Sebut Krisis Rohingya Dimanfaatkan untuk Nyerang Jokowi, Tito Dinilai Lempar Bola Panas

Sebut Krisis Rohingya Dimanfaatkan untuk Nyerang Jokowi, Tito Dinilai Lempar Bola Panas

Gelora News
facebook twitter whatsapp

www.gelora.co - Kapolri Jenderal Tito Karnavian menyebut, krisis yang menimpa etnis Rohingya di Myanmar banyak dimanfaatkan kelompok tertentu untuk menyerang Presiden Jokowi. Menurut Tito, kesimpulan itu didapat dari hasil analisis di Twitter. Menanggapi ini, sejumlah pengamat bilang, Tito seperti melempar bola panas.

Tito mengatakan, cara-cara yang dilakukan kelompok tersebut pernah digunakan dalam Pilkada Serentak 2017 untuk menyerang salah satu pasangan calon dan pemerintah. "Sekarang ada isu baru yang kira-kira bisa dipakai untuk digoreng-goreng. Ini penelitian ini dari software Opinion Analysist," ungkapnya.

Munculnya sentimen keagamaan, menurut Tito, justru menjauhkan isu Rohingya dari masalah kemanusiaan. Dia menuturkan, komentar sejumlah pengguna media sosial yang mengajak umat Islam antipati terhadap pemerintahan pun lebih banyak dibandingkan ajakan memberi bantuan kemanusiaan buat etnis Rohingya. "Isu di Twitter lebih banyak mengajak kelompok umat Islam lain berantipati pada pemerintah dan Presiden," ujar jenderal polisi bintang empat itu.
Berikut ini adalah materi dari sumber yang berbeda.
//! Terrain-aware routing on top of the search engines.
//!
//! [`TerrainPather`] turns a [`TerrainGrid`] into a weighted graph under a
//! given [`Connectivity`] and [`AvoidancePolicy`]. [`Router`] validates a
//! request, runs the chosen algorithm with the avoidance filter, and re-runs
//! it unfiltered when the filtered graph does not reach the goal.

use std::f64::consts::SQRT_2;

use wayfarer_core::{ConfigError, Point, TerrainCatalog, TerrainGrid};

use crate::PathRange;
use crate::distance::{manhattan, octile};
use crate::error::{RouteError, SearchError};
use crate::neighbors::Connectivity;
use crate::policy::AvoidancePolicy;
use crate::result::{Algorithm, Comparison, SearchResult};
use crate::traits::{AstarPather, Pather, WeightedPather};

/// Per-request settings.
#[derive(Debug, Clone, Copy, PartialEq, Eq, Default)]
#[cfg_attr(feature = "serde", derive(serde::Serialize, serde::Deserialize))]
pub struct RouteOptions {
    pub connectivity: Connectivity,
    /// Try a water-free route first, entering water only if none exists.
    pub avoid_water: bool,
}

/// Graph view of a terrain grid.
#[derive(Debug, Clone, Copy)]
pub struct TerrainPather<'a> {
    grid: &'a TerrainGrid,
    catalog: &'a TerrainCatalog,
    connectivity: Connectivity,
    policy: AvoidancePolicy,
}

impl<'a> TerrainPather<'a> {
    pub fn new(
        grid: &'a TerrainGrid,
        catalog: &'a TerrainCatalog,
        connectivity: Connectivity,
        policy: AvoidancePolicy,
    ) -> Self {
        Self {
            grid,
            catalog,
            connectivity,
            policy,
        }
    }

    /// Whether a search may step onto `p`: in bounds, passable and allowed by
    /// the policy.
    #[inline]
    pub fn enters(&self, p: Point) -> bool {
        self.grid.at(p).is_some_and(|id| {
            self.catalog.contains(id)
                && self.catalog.is_passable(id)
                && self.policy.admissible(self.catalog, id)
        })
    }
}

impl Pather for TerrainPather<'_> {
    fn neighbors(&self, p: Point, buf: &mut Vec<Point>) {
        self.connectivity.neighbors(p, buf, |n| self.enters(n));
    }
}

impl WeightedPather for TerrainPather<'_> {
    /// The entered cell's terrain cost, times sqrt(2) on a diagonal step.
    fn cost(&self, from: Point, to: Point) -> f64 {
        let Some(id) = self.grid.at(to) else {
            return f64::INFINITY;
        };
        let base = self.catalog.cost_of(id);
        if from.is_diagonal_to(to) {
            base * SQRT_2
        } else {
            base
        }
    }
}

impl AstarPather for TerrainPather<'_> {
    fn estimate(&self, from: Point, to: Point) -> f64 {
        let steps = match self.connectivity {
            Connectivity::Four => manhattan(from, to),
            Connectivity::Eight => octile(from, to),
        };
        steps * self.catalog.min_cost()
    }
}

/// Routing front end for one grid and catalog.
///
/// The router owns the search caches, so reusing it for many requests on the
/// same grid allocates nothing after the first.
pub struct Router<'a> {
    grid: &'a TerrainGrid,
    catalog: &'a TerrainCatalog,
    options: RouteOptions,
    range: PathRange,
}

impl<'a> Router<'a> {
    /// Fails if the grid holds a terrain id the catalog does not define.
    pub fn new(
        grid: &'a TerrainGrid,
        catalog: &'a TerrainCatalog,
        options: RouteOptions,
    ) -> Result<Self, ConfigError> {
        grid.check_catalog(catalog)?;
        Ok(Self {
            grid,
            catalog,
            options,
            range: PathRange::new(grid.bounds()),
        })
    }

    #[inline]
    pub fn options(&self) -> RouteOptions {
        self.options
    }

    pub fn set_options(&mut self, options: RouteOptions) {
        self.options = options;
    }

    /// Find the cheapest route from `start` to `goal` with `algorithm`.
    ///
    /// Both endpoints must be in bounds, passable and dry. With
    /// `avoid_water` set, the first attempt ignores water cells; if it does
    /// not reach the goal the search is repeated with water allowed and the
    /// second result is returned with `fallback` set.
    pub fn route(
        &mut self,
        algorithm: Algorithm,
        start: Point,
        goal: Point,
    ) -> Result<SearchResult, RouteError> {
        self.grid.validate_endpoints(self.catalog, start, goal)?;

        let policy = AvoidancePolicy::from_flag(self.options.avoid_water);
        log::debug!(
            "{algorithm}: routing {start} -> {goal} ({:?}, {policy:?})",
            self.options.connectivity
        );

        let mut result = self.run(algorithm, policy, start, goal)?;
        if !result.is_reachable() && policy.is_filtering() {
            log::info!(
                "{algorithm}: no dry route from {start} to {goal} after {} expansions, retrying through water",
                result.visited.len()
            );
            result = self.run(algorithm, AvoidancePolicy::Permissive, start, goal)?;
            result.fallback = true;
        }

        if result.is_reachable() {
            log::debug!(
                "{algorithm}: cost {:.3}, {} steps, {} visited",
                result.cost,
                result.steps(),
                result.visited.len()
            );
        } else {
            log::warn!("{algorithm}: {goal} is unreachable from {start}");
        }
        Ok(result)
    }

    /// Run Dijkstra and A* on the same request.
    pub fn compare(&mut self, start: Point, goal: Point) -> Result<Comparison, RouteError> {
        Ok(Comparison {
            dijkstra: self.route(Algorithm::Dijkstra, start, goal)?,
            astar: self.route(Algorithm::AStar, start, goal)?,
        })
    }

    fn run(
        &mut self,
        algorithm: Algorithm,
        policy: AvoidancePolicy,
        start: Point,
        goal: Point,
    ) -> Result<SearchResult, SearchError> {
        let pather = TerrainPather::new(self.grid, self.catalog, self.options.connectivity, policy);
        match algorithm {
            Algorithm::Dijkstra => self.range.dijkstra_path(&pather, start, goal),
            Algorithm::AStar => self.range.astar_path(&pather, start, goal),
        }
    }
}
Istana pun merasakan hal yang sama. Seskab Pramono Anung mengatakan, sebelum persoalan Rohingya menjadi konsumsi publik seperti sekarang ini, Jokowi sudah lebih dulu mengirim bantuan seperti membangun sekolah dan mengirim obat-obatan. Politikus PDIP itu mengklaim, bantuan yang bersifat kemanusiaan yang dikirimkan Indonesia itu lebih besar dibandingkan dengan negara mana pun.

Pramono juga menyebut Presiden sudah mengutus Menlu Retno Marsudi untuk menemui Aung San Suu Kyi untuk membahas masalah ini. Retno ada satu-satunya pejabat dari luar yang diterima di Myanmar. Dan, kata dia, Sekjen PBB dan utusan khusus PBB mengakui peran Indonesia. "Tapi kalau kemudian dalam negeri domestik ini dirumorkan digoreng, ya ini hal yang berkaitan dengan politik, kita harus bisa memisahkan domain politik dengan domain yang terjadi sebenarnya," kata Pramono.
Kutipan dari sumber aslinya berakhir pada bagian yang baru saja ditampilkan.